The U.S. Air Force judges a “mishap” to cover a wide range of scenarios, or “any unintended occurrence in the Air or Space Force that results in death, injury, illness or property damage.”
The jet was part of a training squadron with the 2nd Marine Aircraft Wing
An F-35B crashed in South Carolina in 2018, after which the U.S. military temporarily grounded its fleet of the aircraft.
I couldn’t resist, the initial reports about the cause of the ejection and subsequent crash have come out.
Here is an article in the NY Post, they are reporting the pilot ejected himself because the plane was in bad weather.

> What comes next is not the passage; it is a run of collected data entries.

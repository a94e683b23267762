//! Client configuration: environments, identifying metadata and settings loading.

use crate::error::{ClientError, Result};
use serde::Deserialize;
use std::fmt;
use std::path::Path;

/// SDK name sent with every request.
pub const SDK_NAME: &str = "planhub-client-rust";

/// SDK version sent with every request.
pub const SDK_VERSION: &str = env!("CARGO_PKG_VERSION");

/// A named Planhub deployment, or a literal URL override.
#[derive(Debug, Clone, PartialEq, Eq)]
pub enum Environment {
    Production,
    Staging,
    Sandbox,
    Local,
    /// Any selector that is not a known name is used as the base URL itself.
    Custom(String),
}

impl Environment {
    /// Resolve a selector. Known names match case-insensitively; anything else
    /// becomes [`Environment::Custom`].
    pub fn parse(selector: &str) -> Self {
        match selector.trim().to_ascii_lowercase().as_str() {
            "production" | "prod" => Environment::Production,
            "staging" => Environment::Staging,
            "sandbox" => Environment::Sandbox,
            "local" => Environment::Local,
            _ => Environment::Custom(selector.trim().to_string()),
        }
    }

    /// Base URL for this environment.
    pub fn base_url(&self) -> &str {
        match self {
            Environment::Production => "https://api.planhub.io",
            Environment::Staging => "https://api.staging.planhub.io",
            Environment::Sandbox => "https://sandbox.api.planhub.io",
            Environment::Local => "http://localhost:5000",
            Environment::Custom(url) => url,
        }
    }
}

impl From<&str> for Environment {
    fn from(selector: &str) -> Self {
        Environment::parse(selector)
    }
}

impl From<String> for Environment {
    fn from(selector: String) -> Self {
        Environment::parse(&selector)
    }
}

impl fmt::Display for Environment {
    fn fmt(&self, f: &mut fmt::Formatter<'_>) -> fmt::Result {
        let name = match self {
            Environment::Production => "production",
            Environment::Staging => "staging",
            Environment::Sandbox => "sandbox",
            Environment::Local => "local",
            Environment::Custom(url) => url,
        };
        f.write_str(name)
    }
}

/// Configuration for a [`PlanhubClient`](crate::PlanhubClient).
#[derive(Clone)]
pub struct ClientConfig {
    /// Base URL of the API (e.g., "https://api.planhub.io")
    pub base_url: String,
    /// Free-text name of the calling application, used for attribution
    pub application_name: String,
    /// Host name of the calling machine
    pub machine_name: String,
    /// Bearer token (if authenticated)
    pub access_token: Option<String>,
    sdk_name: &'static str,
    sdk_version: &'static str,
}

impl ClientConfig {
    /// Create a config for an environment name or literal URL.
    pub fn new(environment: impl Into<Environment>, application_name: impl Into<String>) -> Self {
        Self {
            base_url: environment.into().base_url().to_string(),
            application_name: application_name.into(),
            machine_name: local_machine_name(),
            sdk_name: SDK_NAME,
            sdk_version: SDK_VERSION,
            access_token: None,
        }
    }

    /// Attach an existing bearer token.
    pub fn with_token(mut self, access_token: impl Into<String>) -> Self {
        self.access_token = Some(access_token.into());
        self
    }

    /// Override the machine name reported to the server.
    pub fn with_machine_name(mut self, machine_name: impl Into<String>) -> Self {
        self.machine_name = machine_name.into();
        self
    }

    /// SDK name reported to the server. Always [`SDK_NAME`].
    pub fn sdk_name(&self) -> &str {
        self.sdk_name
    }

    /// SDK version reported to the server. Always [`SDK_VERSION`].
    pub fn sdk_version(&self) -> &str {
        self.sdk_version
    }

    /// Build a config from loaded settings.
    pub fn from_settings(settings: &ClientSettings) -> Self {
        let config = Self::new(settings.environment.as_str(), settings.application_name.clone());
        match settings.token.as_deref().filter(|t| !t.is_empty()) {
            Some(token) => config.with_token(token),
            None => config,
        }
    }
}

// Hand-written so the token never reaches logs.
impl fmt::Debug for ClientConfig {
    fn fmt(&self, f: &mut fmt::Formatter<'_>) -> fmt::Result {
        f.debug_struct("ClientConfig")
            .field("base_url", &self.base_url)
            .field("application_name", &self.application_name)
            .field("machine_name", &self.machine_name)
            .field("sdk_name", &self.sdk_name)
            .field("sdk_version", &self.sdk_version)
            .field("access_token", &self.access_token.as_ref().map(|_| "<redacted>"))
            .finish()
    }
}

/// Host name of this machine, or `"unknown"` when it cannot be read.
pub fn local_machine_name() -> String {
    hostname::get()
        .ok()
        .and_then(|name| name.into_string().ok())
        .filter(|name| !name.is_empty())
        .unwrap_or_else(|| "unknown".to_string())
}

/// Settings loaded from `planhub.toml` and `PLANHUB_*` environment variables.
#[derive(Debug, Clone, Deserialize)]
pub struct ClientSettings {
    #[serde(default = "default_environment")]
    pub environment: String,

    #[serde(default = "default_application_name")]
    pub application_name: String,

    #[serde(default)]
    pub token: Option<String>,
}

impl Default for ClientSettings {
    fn default() -> Self {
        Self {
            environment: default_environment(),
            application_name: default_application_name(),
            token: None,
        }
    }
}

impl ClientSettings {
    /// Load settings from `planhub.toml` in the working directory (if present)
    /// and the environment.
    pub fn load() -> Result<Self> {
        Self::load_from(Path::new("planhub.toml"))
    }

    /// Load settings from the given file (if present) and the environment.
    pub fn load_from(path: &Path) -> Result<Self> {
        Self::build(path, ::config::Environment::with_prefix("PLANHUB"))
    }

    fn build(path: &Path, env: ::config::Environment) -> Result<Self> {
        let mut settings = ::config::Config::builder();

        // Load from config file if it exists
        if path.exists() {
            settings = settings.add_source(::config::File::from(path));
        }

        // Override with environment variables (prefixed with PLANHUB_)
        settings = settings.add_source(env);

        let config = settings
            .build()
            .map_err(|e| ClientError::Config(e.to_string()))?;

        config
            .try_deserialize()
            .map_err(|e| ClientError::Config(e.to_string()))
    }
}

fn default_environment() -> String {
    "production".to_string()
}

fn default_application_name() -> String {
    "planhub-client".to_string()
}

https://nypost.com/2023/09/20/f-35-pilot-ejected-over-south-carolina-due-to-bad-weather/
Either the military thinks the public is incredibly dumb or they have some affirmative action hires flying top of the line jet fighters who have no business being in any plane much less a F-35.
Yeah, “bad weather” is very weak...IFR/ILS capable aircraft...probably has some sort of “auto-land” capability? (”C” model carrier version does at least, this was a “hoverjet” “B” model Marine version).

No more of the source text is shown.